::: SUPPLIED MATERIAL

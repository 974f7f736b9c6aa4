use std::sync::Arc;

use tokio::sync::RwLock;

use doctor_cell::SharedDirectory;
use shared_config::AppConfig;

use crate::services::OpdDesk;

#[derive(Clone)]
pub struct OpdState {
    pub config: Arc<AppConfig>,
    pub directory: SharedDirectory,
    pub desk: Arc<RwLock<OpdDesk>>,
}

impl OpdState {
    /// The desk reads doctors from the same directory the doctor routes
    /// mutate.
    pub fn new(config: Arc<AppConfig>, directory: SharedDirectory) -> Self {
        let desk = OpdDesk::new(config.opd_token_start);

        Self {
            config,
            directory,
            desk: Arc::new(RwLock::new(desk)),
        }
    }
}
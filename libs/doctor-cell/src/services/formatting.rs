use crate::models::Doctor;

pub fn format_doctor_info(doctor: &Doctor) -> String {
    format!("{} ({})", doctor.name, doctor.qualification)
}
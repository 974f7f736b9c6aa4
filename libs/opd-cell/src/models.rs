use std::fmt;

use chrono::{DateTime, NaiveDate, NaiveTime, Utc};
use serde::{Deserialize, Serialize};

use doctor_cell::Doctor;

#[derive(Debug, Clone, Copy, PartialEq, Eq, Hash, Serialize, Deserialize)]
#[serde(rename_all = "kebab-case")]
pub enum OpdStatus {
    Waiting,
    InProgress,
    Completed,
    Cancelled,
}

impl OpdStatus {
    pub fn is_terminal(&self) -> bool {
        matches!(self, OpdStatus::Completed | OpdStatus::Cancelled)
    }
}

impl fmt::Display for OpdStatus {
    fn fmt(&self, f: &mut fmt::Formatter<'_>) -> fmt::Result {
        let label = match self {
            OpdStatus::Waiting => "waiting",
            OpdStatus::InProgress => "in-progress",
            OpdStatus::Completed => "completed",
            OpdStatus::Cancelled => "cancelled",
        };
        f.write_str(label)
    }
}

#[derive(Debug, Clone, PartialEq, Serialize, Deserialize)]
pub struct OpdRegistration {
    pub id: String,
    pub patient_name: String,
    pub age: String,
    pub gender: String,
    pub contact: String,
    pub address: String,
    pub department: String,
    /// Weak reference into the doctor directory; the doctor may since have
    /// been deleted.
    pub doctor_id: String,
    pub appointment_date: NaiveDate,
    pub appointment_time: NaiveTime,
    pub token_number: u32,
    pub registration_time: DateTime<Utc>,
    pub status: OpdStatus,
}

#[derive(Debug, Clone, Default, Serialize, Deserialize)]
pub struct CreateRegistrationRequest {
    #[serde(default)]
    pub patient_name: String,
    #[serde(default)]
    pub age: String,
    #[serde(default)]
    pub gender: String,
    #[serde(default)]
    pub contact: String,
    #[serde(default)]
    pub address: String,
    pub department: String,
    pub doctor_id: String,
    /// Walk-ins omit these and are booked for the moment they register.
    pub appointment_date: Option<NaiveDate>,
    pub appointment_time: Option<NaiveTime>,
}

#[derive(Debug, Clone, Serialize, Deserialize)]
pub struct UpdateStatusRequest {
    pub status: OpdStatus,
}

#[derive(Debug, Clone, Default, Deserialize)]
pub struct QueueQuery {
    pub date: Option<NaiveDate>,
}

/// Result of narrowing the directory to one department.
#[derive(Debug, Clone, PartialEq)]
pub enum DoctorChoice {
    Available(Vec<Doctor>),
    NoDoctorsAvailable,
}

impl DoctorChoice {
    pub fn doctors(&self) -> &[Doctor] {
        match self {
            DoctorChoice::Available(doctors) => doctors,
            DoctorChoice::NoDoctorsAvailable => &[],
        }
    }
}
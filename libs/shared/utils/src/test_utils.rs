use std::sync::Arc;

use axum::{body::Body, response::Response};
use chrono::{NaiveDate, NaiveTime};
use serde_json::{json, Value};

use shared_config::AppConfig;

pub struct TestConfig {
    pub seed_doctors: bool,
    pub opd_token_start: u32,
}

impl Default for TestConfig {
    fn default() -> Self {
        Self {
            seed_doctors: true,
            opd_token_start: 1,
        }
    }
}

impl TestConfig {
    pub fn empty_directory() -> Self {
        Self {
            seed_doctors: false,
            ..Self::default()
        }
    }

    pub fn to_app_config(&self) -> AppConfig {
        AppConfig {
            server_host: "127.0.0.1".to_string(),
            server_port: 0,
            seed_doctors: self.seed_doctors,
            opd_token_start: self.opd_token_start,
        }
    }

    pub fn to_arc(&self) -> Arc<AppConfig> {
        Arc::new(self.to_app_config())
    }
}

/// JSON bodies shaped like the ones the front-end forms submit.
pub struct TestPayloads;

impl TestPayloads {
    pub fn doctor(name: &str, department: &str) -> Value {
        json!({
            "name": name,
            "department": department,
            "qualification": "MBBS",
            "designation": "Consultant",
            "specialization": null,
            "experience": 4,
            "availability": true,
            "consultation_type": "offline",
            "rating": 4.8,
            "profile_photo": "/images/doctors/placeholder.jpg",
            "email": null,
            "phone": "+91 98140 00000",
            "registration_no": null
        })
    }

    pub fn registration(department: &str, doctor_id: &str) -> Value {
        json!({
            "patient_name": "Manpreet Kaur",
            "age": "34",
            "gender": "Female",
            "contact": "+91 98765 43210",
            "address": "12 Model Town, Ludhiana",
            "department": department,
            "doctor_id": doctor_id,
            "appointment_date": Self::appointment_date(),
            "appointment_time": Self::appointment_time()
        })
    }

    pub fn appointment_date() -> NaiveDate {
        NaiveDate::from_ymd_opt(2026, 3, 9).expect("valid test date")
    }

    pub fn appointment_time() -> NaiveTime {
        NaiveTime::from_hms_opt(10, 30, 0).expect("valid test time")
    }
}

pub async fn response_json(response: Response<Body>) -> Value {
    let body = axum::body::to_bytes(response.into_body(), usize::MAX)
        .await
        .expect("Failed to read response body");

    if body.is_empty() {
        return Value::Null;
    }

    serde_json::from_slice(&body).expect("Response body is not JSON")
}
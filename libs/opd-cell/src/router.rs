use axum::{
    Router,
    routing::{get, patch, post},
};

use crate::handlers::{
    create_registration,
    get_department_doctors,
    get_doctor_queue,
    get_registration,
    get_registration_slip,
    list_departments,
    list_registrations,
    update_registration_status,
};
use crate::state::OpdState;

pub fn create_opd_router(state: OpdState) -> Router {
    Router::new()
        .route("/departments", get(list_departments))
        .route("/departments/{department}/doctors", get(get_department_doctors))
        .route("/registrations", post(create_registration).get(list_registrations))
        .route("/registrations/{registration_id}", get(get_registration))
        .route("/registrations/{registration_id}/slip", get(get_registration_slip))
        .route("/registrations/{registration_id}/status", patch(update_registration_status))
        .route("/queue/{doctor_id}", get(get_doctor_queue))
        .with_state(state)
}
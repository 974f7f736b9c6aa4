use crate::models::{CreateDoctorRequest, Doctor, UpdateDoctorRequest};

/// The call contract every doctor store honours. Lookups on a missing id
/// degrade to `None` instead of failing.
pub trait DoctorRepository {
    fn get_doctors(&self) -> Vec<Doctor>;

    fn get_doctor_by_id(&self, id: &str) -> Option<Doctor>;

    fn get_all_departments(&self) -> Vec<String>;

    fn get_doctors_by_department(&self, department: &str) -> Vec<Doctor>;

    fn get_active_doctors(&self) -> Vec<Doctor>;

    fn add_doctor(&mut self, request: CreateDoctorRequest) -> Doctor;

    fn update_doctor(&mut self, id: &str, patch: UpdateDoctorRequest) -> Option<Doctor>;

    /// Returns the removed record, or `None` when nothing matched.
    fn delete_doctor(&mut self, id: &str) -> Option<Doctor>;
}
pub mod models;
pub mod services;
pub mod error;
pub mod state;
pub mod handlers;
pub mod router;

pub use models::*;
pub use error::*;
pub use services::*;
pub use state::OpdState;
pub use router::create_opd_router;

::::::
::: SUPPLIED MATERIAL

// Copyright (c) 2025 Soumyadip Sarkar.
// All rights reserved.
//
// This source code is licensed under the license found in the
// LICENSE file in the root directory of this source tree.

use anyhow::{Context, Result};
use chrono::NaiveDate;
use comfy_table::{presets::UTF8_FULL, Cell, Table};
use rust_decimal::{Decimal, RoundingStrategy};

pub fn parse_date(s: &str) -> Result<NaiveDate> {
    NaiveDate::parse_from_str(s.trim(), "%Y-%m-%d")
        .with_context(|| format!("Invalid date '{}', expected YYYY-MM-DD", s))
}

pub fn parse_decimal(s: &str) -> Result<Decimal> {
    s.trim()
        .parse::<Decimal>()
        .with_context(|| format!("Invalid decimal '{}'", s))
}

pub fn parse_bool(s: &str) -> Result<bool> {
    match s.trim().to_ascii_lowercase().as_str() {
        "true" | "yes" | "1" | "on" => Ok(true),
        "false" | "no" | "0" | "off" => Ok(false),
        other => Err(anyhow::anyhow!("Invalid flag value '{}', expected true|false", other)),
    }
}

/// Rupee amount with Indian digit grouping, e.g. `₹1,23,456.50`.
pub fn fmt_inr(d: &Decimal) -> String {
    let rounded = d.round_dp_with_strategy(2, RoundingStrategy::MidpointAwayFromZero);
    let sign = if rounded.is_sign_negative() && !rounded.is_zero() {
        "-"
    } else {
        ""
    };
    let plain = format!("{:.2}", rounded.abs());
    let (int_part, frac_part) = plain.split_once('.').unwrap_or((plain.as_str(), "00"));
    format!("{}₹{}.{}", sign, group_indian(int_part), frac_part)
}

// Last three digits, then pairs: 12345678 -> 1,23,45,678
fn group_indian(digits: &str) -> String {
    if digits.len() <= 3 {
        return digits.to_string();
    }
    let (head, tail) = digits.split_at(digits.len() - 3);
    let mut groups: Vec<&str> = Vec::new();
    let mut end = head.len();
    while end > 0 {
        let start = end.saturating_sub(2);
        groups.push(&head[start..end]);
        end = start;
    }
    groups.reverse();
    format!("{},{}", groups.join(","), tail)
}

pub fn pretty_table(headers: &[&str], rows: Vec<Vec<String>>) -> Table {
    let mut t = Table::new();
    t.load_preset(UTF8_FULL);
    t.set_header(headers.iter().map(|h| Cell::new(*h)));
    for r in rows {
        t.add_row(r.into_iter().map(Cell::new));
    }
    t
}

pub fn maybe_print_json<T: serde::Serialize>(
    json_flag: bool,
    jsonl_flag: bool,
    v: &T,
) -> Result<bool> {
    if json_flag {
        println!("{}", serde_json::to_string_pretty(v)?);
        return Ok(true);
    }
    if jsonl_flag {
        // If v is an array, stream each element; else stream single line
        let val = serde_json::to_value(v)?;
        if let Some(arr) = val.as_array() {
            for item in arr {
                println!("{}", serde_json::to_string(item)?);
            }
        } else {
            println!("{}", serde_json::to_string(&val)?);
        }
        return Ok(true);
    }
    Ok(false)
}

::::::

(AIM OF THE TASK): Tally up the lines above in which "Cancelled" occurs. Give the result as a bare number.

(EXERCISE OUTPUT): 3